On se souvient des impayables apparitions du cher Hitch à la télévision, feignant de s’excuser d’avoir à présenter tel ou tel crime affreux. Dans Frenzie, la brusque érection d’un pied de femme hors d’un sac de patates pourrait résumer son humour, dont le burlesque touche à des abîmes. Oui, le crime est incongru. L’acte de griffer ou de tuer est moins lisse que ne le dit le cinéma. Un romancier ne peut pas ne pas imaginer qu’un amant (même Cary Grant en pleine forme) s’empêtre dans sa culotte au moment stratégique ou que le suicide d’une désespérée dans le Tibre (c’est dans le Sheikh blanc de Fellini) rate faute d’eau, et que la vie reprenne ses droits.

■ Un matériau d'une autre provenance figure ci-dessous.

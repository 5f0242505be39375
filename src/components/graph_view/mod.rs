mod component;
mod fetch;
mod scene;
mod sim;
mod state;
mod svg;
mod types;

pub use component::GraphView;
pub use fetch::FetchError;
pub use types::{GraphLink, GraphNode, GraphPayload, NodeKind};
//! Leptos client-side app wiring and routes.

use leptos::prelude::*;
use leptos_meta::*;
use leptos_router::components::*;
use leptos_router::path;
use log::{Level, info};

// Modules
mod components;
mod pages;

// Top-Level pages
use crate::pages::home::Home;
use crate::pages::not_found::NotFound;

pub use crate::components::graph_view::GraphView;

/// Initialize logging and panic hooks for the WASM target.
pub fn init_logging() {
	let _ = console_log::init_with_level(Level::Debug);
	console_error_panic_hook::set_once();
	info!("Logging initialized");
}

/// An app router which renders the graph page and handles 404's
#[component]
pub fn App() -> impl IntoView {
	// Provides context that manages stylesheets, titles, meta tags, etc.
	provide_meta_context();

	view! {
		<Html attr:lang="en" attr:dir="ltr" attr:data-theme="light" />

		// sets the document title
		<Title text="Document concept graph" />

		// injects metadata in the <head> of the page
		<Meta charset="UTF-8" />
		<Meta name="viewport" content="width=device-width, initial-scale=1.0" />

		<Router>
			<Routes fallback=|| view! { <NotFound /> }>
				<Route path=path!("/") view=Home />
			</Routes>
		</Router>
	}
}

L’incongruité du crime, autant que les accrocs de la passion romantique ou les ratés de l’élan amoureux, ressortissent à l’humour. Non pas à la rigolade facile mais à l’humour profond, qui mêle indissolublement tragique et comique. Or de cet humour, qu’il serait réducteur de ne dire que noir, les films d’Alfred Hitchcock sont pleins…

medium_Jollien.jpgJe riais sous cape ce matin en me rappelant l’irrésistible histoire que raconte Alexandre Jollien, dans son Eloge de la faiblesse, évoquant son pote handicapé qui, dans le train, pour n’avoir pas à payer sa course, tire la langue au moment où le contrôleur se pointe dans son compartiment. Le drôle en question appelle ça: Opération Lézard. Or ce que je me dis ce matin, c’est que toute la philosophie de Jollien tient en ce programme basique de l’Opération Lézard. C’est en tirant la langue à sa poisse de naissance qu’il est devenu ce qu’il est: à savoir un putain de clown de Dieu, un danseur à la Nietzsche, un resquilleur du SuperHandicap de vivre.